DESCRIPTION OF THE TASK:
Nothing is to be left out: repeat every entry exactly as given.

[[ EXTRACTED ENTRIES, beginning ]]

//! Error types shared by the identifier parsing modules.

use std::fmt;
use thiserror::Error;

/// Additional context for segment-related parsing errors.
///
/// # Examples
/// ```
/// use karta_patterns::SegmentErrorInfo;
/// let info = SegmentErrorInfo::new("unknown expression", 3, Some("colour".into()));
/// assert_eq!(info.segment.as_deref(), Some("colour"));
/// assert_eq!(info.position, 3);
/// ```
#[derive(Debug, Clone, PartialEq, Eq)]
pub struct SegmentErrorInfo {
    /// Human readable reason.
    pub message: &'static str,
    /// Byte offset of the offending segment in the identifier.
    pub position: usize,
    /// Offending segment text, when one could be isolated.
    pub segment: Option<String>,
}

impl SegmentErrorInfo {
    /// Create a new error description for a segment failure.
    #[must_use]
    pub fn new(message: &'static str, position: usize, segment: Option<String>) -> Self {
        Self {
            message,
            position,
            segment,
        }
    }
}

impl fmt::Display for SegmentErrorInfo {
    fn fmt(&self, f: &mut fmt::Formatter<'_>) -> fmt::Result {
        match &self.segment {
            Some(text) => write!(
                f,
                "{} for segment `{}` at byte {} (zero-based)",
                self.message, text, self.position
            ),
            None => write!(f, "{} at byte {} (zero-based)", self.message, self.position),
        }
    }
}

/// Errors surfaced while compiling step identifiers.
///
/// # Examples
/// ```
/// use karta_patterns::{PatternError, SegmentErrorInfo};
/// let info = SegmentErrorInfo::new("unterminated quoted segment", 2, None);
/// let err = PatternError::Segment(info.clone());
/// assert_eq!(err.to_string(), info.to_string());
/// ```
#[derive(Debug, Error)]
pub enum PatternError {
    /// The identifier contains a malformed segment.
    #[error("{0}")]
    Segment(SegmentErrorInfo),
    /// A quoted segment holds an invalid regular expression.
    #[error(transparent)]
    Regex(#[from] regex::Error),
}

pub(crate) fn segment_error(
    message: &'static str,
    position: usize,
    segment: Option<String>,
) -> PatternError {
    PatternError::Segment(SegmentErrorInfo::new(message, position, segment))
}

#[cfg(test)]
mod tests {
    use super::*;

    #[test]
    fn formats_segment_with_text() {
        let info = SegmentErrorInfo::new("unknown expression", 4, Some("colour".into()));
        assert_eq!(
            info.to_string(),
            "unknown expression for segment `colour` at byte 4 (zero-based)"
        );
    }

    #[test]
    fn formats_segment_without_text() {
        let info = SegmentErrorInfo::new("oops", 1, None);
        assert_eq!(info.to_string(), "oops at byte 1 (zero-based)");
    }

    #[test]
    fn forwards_regex_error_display() {
        let err = PatternError::Regex(regex::Error::Syntax("bad".into()));
        assert_eq!(
            err.to_string(),
            regex::Error::Syntax("bad".into()).to_string()
        );
    }
}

[[ EXTRACTED ENTRIES, end ]]

EXPECTED ANSWER:
//! Error types shared by the identifier parsing modules.

use std::fmt;
use thiserror::Error;

/// Additional context for segment-related parsing errors.
///
/// # Examples
/// ```
/// use karta_patterns::SegmentErrorInfo;
/// let info = SegmentErrorInfo::new("unknown expression", 3, Some("colour".into()));
/// assert_eq!(info.segment.as_deref(), Some("colour"));
/// assert_eq!(info.position, 3);
/// ```
#[derive(Debug, Clone, PartialEq, Eq)]
pub struct SegmentErrorInfo {
    /// Human readable reason.
    pub message: &'static str,
    /// Byte offset of the offending segment in the identifier.
    pub position: usize,
    /// Offending segment text, when one could be isolated.
    pub segment: Option<String>,
}

impl SegmentErrorInfo {
    /// Create a new error description for a segment failure.
    #[must_use]
    pub fn new(message: &'static str, position: usize, segment: Option<String>) -> Self {
        Self {
            message,
            position,
            segment,
        }
    }
}

impl fmt::Display for SegmentErrorInfo {
    fn fmt(&self, f: &mut fmt::Formatter<'_>) -> fmt::Result {
        match &self.segment {
            Some(text) => write!(
                f,
                "{} for segment `{}` at byte {} (zero-based)",
                self.message, text, self.position
            ),
            None => write!(f, "{} at byte {} (zero-based)", self.message, self.position),
        }
    }
}

/// Errors surfaced while compiling step identifiers.
///
/// # Examples
/// ```
/// use karta_patterns::{PatternError, SegmentErrorInfo};
/// let info = SegmentErrorInfo::new("unterminated quoted segment", 2, None);
/// let err = PatternError::Segment(info.clone());
/// assert_eq!(err.to_string(), info.to_string());
/// ```
#[derive(Debug, Error)]
pub enum PatternError {
    /// The identifier contains a malformed segment.
    #[error("{0}")]
    Segment(SegmentErrorInfo),
    /// A quoted segment holds an invalid regular expression.
    #[error(transparent)]
    Regex(#[from] regex::Error),
}

pub(crate) fn segment_error(
    message: &'static str,
    position: usize,
    segment: Option<String>,
) -> PatternError {
    PatternError::Segment(SegmentErrorInfo::new(message, position, segment))
}

#[cfg(test)]
mod tests {
    use super::*;

    #[test]
    fn formats_segment_with_text() {
        let info = SegmentErrorInfo::new("unknown expression", 4, Some("colour".into()));
        assert_eq!(
            info.to_string(),
            "unknown expression for segment `colour` at byte 4 (zero-based)"
        );
    }

    #[test]
    fn formats_segment_without_text() {
        let info = SegmentErrorInfo::new("oops", 1, None);
        assert_eq!(info.to_string(), "oops at byte 1 (zero-based)");
    }

    #[test]
    fn forwards_regex_error_display() {
        let err = PatternError::Regex(regex::Error::Syntax("bad".into()));
        assert_eq!(
            err.to_string(),
            regex::Error::Syntax("bad".into()).to_string()
        );
    }
}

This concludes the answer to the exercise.